**Brief:**
Find the string "live" in the listing below and return each line it appears in.

**Materials provided:**
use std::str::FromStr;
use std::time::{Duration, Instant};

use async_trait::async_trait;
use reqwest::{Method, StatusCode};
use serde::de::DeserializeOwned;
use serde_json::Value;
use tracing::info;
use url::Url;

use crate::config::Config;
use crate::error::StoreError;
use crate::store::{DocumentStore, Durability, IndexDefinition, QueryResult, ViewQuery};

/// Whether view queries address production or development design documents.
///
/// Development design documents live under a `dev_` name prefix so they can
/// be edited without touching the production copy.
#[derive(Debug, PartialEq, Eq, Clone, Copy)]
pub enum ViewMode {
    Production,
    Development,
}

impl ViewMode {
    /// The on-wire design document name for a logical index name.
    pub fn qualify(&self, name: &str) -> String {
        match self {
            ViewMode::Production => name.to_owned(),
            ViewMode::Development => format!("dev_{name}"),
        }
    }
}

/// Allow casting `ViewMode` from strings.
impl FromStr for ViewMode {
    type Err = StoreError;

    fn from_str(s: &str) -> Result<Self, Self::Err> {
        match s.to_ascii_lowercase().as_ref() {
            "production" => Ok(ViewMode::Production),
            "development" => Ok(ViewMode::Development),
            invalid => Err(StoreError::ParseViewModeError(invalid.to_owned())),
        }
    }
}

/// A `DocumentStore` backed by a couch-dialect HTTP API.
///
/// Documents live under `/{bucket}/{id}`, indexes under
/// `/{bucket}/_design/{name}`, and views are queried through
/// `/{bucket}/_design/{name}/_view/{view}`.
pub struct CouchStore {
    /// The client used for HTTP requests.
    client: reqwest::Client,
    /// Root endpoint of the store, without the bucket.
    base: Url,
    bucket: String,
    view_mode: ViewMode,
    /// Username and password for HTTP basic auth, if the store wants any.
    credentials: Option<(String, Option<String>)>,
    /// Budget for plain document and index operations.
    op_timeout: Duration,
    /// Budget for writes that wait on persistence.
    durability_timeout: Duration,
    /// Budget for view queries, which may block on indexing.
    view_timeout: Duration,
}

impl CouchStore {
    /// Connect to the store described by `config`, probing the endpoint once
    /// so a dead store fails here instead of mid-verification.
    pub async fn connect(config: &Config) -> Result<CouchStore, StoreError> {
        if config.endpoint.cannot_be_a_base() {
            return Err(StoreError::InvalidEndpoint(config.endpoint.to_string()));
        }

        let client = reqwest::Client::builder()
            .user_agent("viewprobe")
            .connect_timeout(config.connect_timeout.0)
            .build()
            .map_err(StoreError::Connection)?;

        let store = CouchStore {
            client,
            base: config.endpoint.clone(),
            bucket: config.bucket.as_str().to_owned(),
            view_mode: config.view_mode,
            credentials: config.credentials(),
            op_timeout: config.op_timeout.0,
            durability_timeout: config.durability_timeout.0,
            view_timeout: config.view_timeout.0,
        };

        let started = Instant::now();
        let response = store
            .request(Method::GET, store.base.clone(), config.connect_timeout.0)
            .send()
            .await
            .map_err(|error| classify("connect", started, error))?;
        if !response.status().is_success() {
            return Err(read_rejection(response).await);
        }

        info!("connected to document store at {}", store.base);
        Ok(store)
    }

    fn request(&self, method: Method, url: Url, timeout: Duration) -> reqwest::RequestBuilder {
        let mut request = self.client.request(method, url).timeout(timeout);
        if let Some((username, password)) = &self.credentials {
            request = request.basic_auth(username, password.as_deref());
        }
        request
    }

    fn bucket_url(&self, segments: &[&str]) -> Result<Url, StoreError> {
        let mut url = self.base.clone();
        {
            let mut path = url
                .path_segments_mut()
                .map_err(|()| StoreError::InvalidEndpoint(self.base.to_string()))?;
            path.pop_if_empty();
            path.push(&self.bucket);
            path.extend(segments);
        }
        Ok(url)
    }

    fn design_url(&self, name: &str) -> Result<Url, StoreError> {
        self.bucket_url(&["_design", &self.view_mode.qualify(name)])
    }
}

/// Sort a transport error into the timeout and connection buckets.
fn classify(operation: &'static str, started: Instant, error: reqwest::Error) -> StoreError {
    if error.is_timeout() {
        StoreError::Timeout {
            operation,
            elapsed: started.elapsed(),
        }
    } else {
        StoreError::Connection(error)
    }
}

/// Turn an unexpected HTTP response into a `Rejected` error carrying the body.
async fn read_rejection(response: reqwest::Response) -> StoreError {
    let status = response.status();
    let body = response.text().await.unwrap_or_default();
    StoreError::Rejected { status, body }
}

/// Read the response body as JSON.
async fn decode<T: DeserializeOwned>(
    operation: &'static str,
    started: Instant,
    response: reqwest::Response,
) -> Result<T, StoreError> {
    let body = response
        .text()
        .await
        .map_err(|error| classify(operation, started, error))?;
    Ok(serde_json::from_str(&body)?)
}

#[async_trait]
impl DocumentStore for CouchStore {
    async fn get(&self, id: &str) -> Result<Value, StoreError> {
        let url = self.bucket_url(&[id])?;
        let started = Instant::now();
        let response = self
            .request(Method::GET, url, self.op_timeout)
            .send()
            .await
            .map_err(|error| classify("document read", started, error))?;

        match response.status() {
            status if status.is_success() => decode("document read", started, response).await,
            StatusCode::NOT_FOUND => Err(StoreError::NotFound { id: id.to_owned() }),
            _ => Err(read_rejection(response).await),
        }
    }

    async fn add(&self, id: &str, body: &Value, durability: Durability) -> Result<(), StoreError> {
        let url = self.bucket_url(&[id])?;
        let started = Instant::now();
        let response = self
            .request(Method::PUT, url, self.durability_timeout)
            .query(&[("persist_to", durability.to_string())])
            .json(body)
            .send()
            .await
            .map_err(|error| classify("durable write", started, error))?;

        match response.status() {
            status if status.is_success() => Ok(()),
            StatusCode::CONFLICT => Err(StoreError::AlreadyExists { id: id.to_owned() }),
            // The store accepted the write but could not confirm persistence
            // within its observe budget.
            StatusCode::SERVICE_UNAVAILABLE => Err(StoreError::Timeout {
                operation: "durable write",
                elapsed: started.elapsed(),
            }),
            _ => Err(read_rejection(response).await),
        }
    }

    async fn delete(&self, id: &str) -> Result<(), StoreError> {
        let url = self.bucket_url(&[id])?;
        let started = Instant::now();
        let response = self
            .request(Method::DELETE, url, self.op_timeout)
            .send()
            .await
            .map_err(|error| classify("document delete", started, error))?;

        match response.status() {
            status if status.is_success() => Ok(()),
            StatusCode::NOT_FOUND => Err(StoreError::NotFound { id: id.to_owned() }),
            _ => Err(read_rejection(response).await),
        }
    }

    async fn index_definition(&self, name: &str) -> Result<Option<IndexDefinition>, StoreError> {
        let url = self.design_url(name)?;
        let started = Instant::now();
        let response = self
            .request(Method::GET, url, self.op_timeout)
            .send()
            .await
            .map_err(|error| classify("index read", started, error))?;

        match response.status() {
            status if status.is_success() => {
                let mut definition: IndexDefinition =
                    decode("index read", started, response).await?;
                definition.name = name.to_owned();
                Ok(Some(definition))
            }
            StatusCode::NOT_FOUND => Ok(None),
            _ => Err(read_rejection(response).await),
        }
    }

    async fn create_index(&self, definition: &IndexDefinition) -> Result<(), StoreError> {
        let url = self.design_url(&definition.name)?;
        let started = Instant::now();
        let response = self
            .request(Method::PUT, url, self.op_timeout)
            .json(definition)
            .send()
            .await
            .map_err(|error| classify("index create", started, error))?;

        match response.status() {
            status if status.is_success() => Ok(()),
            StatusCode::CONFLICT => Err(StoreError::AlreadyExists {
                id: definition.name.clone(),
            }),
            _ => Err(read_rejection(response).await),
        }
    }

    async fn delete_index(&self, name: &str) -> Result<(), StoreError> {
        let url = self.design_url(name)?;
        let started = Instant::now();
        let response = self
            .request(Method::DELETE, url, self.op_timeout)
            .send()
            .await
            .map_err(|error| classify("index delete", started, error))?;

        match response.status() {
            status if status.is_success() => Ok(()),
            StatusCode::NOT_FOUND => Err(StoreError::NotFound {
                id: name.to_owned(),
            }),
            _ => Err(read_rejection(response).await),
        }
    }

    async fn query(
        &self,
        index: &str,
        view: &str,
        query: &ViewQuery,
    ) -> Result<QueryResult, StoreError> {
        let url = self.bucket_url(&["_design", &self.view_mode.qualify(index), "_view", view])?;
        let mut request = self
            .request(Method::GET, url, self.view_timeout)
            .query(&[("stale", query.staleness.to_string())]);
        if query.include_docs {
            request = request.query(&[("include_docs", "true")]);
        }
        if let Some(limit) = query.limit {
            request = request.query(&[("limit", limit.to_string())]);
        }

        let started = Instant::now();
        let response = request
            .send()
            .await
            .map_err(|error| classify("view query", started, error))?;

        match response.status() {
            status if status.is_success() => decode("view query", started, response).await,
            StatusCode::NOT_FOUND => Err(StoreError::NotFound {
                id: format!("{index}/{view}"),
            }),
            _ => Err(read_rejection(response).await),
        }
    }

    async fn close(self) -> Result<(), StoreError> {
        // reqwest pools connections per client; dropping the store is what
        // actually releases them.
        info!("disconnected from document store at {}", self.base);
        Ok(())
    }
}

**Result of the task:**
/// Development design documents live under a `dev_` name prefix so they can
/// Documents live under `/{bucket}/{id}`, indexes under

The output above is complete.